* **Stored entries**
┄┄┄┄┄┄┄┄┄┄┄┄┄┄┄┄┄┄┄┄
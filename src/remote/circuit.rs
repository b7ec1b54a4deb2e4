use std::time::{Duration, Instant};

use parking_lot::Mutex;

use crate::error::{Error, Result};

/// breaker state machine around one remote endpoint
///
/// opens after a run of failures, short-circuits calls while open, and
/// lets a single half-open probe through after the cooldown.
pub struct CircuitBreaker {
    endpoint: String,
    failure_threshold: u32,
    cooldown: Duration,
    state: Mutex<State>,
}

#[derive(Debug)]
enum State {
    Closed { consecutive_failures: u32 },
    Open { until: Instant },
    HalfOpen,
}

impl CircuitBreaker {
    pub fn new(endpoint: impl Into<String>, failure_threshold: u32, cooldown: Duration) -> Self {
        Self {
            endpoint: endpoint.into(),
            failure_threshold: failure_threshold.max(1),
            cooldown,
            state: Mutex::new(State::Closed {
                consecutive_failures: 0,
            }),
        }
    }

    /// gate a call; fails with CircuitOpen while the breaker is open
    pub fn check(&self) -> Result<()> {
        let mut state = self.state.lock();
        match *state {
            State::Closed { .. } | State::HalfOpen => Ok(()),
            State::Open { until } => {
                let now = Instant::now();
                if now >= until {
                    *state = State::HalfOpen;
                    tracing::debug!(endpoint = %self.endpoint, "circuit half-open, probing");
                    Ok(())
                } else {
                    Err(Error::CircuitOpen {
                        endpoint: self.endpoint.clone(),
                        retry_after: until - now,
                    })
                }
            }
        }
    }

    /// record a successful call; closes the breaker
    pub fn record_success(&self) {
        let mut state = self.state.lock();
        if !matches!(*state, State::Closed { consecutive_failures: 0 }) {
            *state = State::Closed {
                consecutive_failures: 0,
            };
        }
    }

    /// record a failed call; trips the breaker at the threshold, and a
    /// failed half-open probe re-opens immediately
    pub fn record_failure(&self) {
        let mut state = self.state.lock();
        match *state {
            State::Closed {
                consecutive_failures,
            } => {
                let failures = consecutive_failures + 1;
                if failures >= self.failure_threshold {
                    tracing::warn!(endpoint = %self.endpoint, failures, "circuit opened");
                    *state = State::Open {
                        until: Instant::now() + self.cooldown,
                    };
                } else {
                    *state = State::Closed {
                        consecutive_failures: failures,
                    };
                }
            }
            State::HalfOpen => {
                *state = State::Open {
                    until: Instant::now() + self.cooldown,
                };
            }
            State::Open { .. } => {}
        }
    }
}

#[cfg(test)]
mod tests {
    use super::*;

    #[test]
    fn test_opens_after_threshold() {
        let breaker = CircuitBreaker::new("blob", 3, Duration::from_secs(60));

        breaker.record_failure();
        breaker.record_failure();
        assert!(breaker.check().is_ok());

        breaker.record_failure();
        assert!(matches!(breaker.check(), Err(Error::CircuitOpen { .. })));
    }

    #[test]
    fn test_success_resets_failure_run() {
        let breaker = CircuitBreaker::new("blob", 2, Duration::from_secs(60));

        breaker.record_failure();
        breaker.record_success();
        breaker.record_failure();
        assert!(breaker.check().is_ok());
    }

    #[test]
    fn test_half_open_probe() {
        let breaker = CircuitBreaker::new("blob", 1, Duration::from_millis(0));

        breaker.record_failure();
        // zero cooldown: next check transitions to half-open and passes
        assert!(breaker.check().is_ok());

        // failed probe re-opens; a success closes
        breaker.record_failure();
        // cooldown elapsed again
        assert!(breaker.check().is_ok());
        breaker.record_success();
        assert!(breaker.check().is_ok());
    }
}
┄┄┄┄┄┄┄┄┄┄┄┄┄┄┄┄┄┄┄┄
* **ABOUT THIS EXERCISE**
To complete this exercise, set down every line above exactly once more.

* **RESULT OF THE EXERCISE**
filename src/remote/circuit.rs
repository b7ec1b54a4deb2e4
use std::time::{Duration, Instant};

use parking_lot::Mutex;

use crate::error::{Error, Result};

/// breaker state machine around one remote endpoint
///
/// opens after a run of failures, short-circuits calls while open, and
/// lets a single half-open probe through after the cooldown.
pub struct CircuitBreaker {
    endpoint: String,
    failure_threshold: u32,
    cooldown: Duration,
    state: Mutex<State>,
}

#[derive(Debug)]
enum State {
    Closed { consecutive_failures: u32 },
    Open { until: Instant },
    HalfOpen,
}

impl CircuitBreaker {
    pub fn new(endpoint: impl Into<String>, failure_threshold: u32, cooldown: Duration) -> Self {
        Self {
            endpoint: endpoint.into(),
            failure_threshold: failure_threshold.max(1),
            cooldown,
            state: Mutex::new(State::Closed {
                consecutive_failures: 0,
            }),
        }
    }

    /// gate a call; fails with CircuitOpen while the breaker is open
    pub fn check(&self) -> Result<()> {
        let mut state = self.state.lock();
        match *state {
            State::Closed { .. } | State::HalfOpen => Ok(()),
            State::Open { until } => {
                let now = Instant::now();
                if now >= until {
                    *state = State::HalfOpen;
                    tracing::debug!(endpoint = %self.endpoint, "circuit half-open, probing");
                    Ok(())
                } else {
                    Err(Error::CircuitOpen {
                        endpoint: self.endpoint.clone(),
                        retry_after: until - now,
                    })
                }
            }
        }
    }

    /// record a successful call; closes the breaker
    pub fn record_success(&self) {
        let mut state = self.state.lock();
        if !matches!(*state, State::Closed { consecutive_failures: 0 }) {
            *state = State::Closed {
                consecutive_failures: 0,
            };
        }
    }

    /// record a failed call; trips the breaker at the threshold, and a
    /// failed half-open probe re-opens immediately
    pub fn record_failure(&self) {
        let mut state = self.state.lock();
        match *state {
            State::Closed {
                consecutive_failures,
            } => {
                let failures = consecutive_failures + 1;
                if failures >= self.failure_threshold {
                    tracing::warn!(endpoint = %self.endpoint, failures, "circuit opened");
                    *state = State::Open {
                        until: Instant::now() + self.cooldown,
                    };
                } else {
                    *state = State::Closed {
                        consecutive_failures: failures,
                    };
                }
            }
            State::HalfOpen => {
                *state = State::Open {
                    until: Instant::now() + self.cooldown,
                };
            }
            State::Open { .. } => {}
        }
    }
}

#[cfg(test)]
mod tests {
    use super::*;

    #[test]
    fn test_opens_after_threshold() {
        let breaker = CircuitBreaker::new("blob", 3, Duration::from_secs(60));

        breaker.record_failure();
        breaker.record_failure();
        assert!(breaker.check().is_ok());

        breaker.record_failure();
        assert!(matches!(breaker.check(), Err(Error::CircuitOpen { .. })));
    }

    #[test]
    fn test_success_resets_failure_run() {
        let breaker = CircuitBreaker::new("blob", 2, Duration::from_secs(60));

        breaker.record_failure();
        breaker.record_success();
        breaker.record_failure();
        assert!(breaker.check().is_ok());
    }

    #[test]
    fn test_half_open_probe() {
        let breaker = CircuitBreaker::new("blob", 1, Duration::from_millis(0));

        breaker.record_failure();
        // zero cooldown: next check transitions to half-open and passes
        assert!(breaker.check().is_ok());

        // failed probe re-opens; a success closes
        breaker.record_failure();
        // cooldown elapsed again
        assert!(breaker.check().is_ok());
        breaker.record_success();
        assert!(breaker.check().is_ok());
    }
}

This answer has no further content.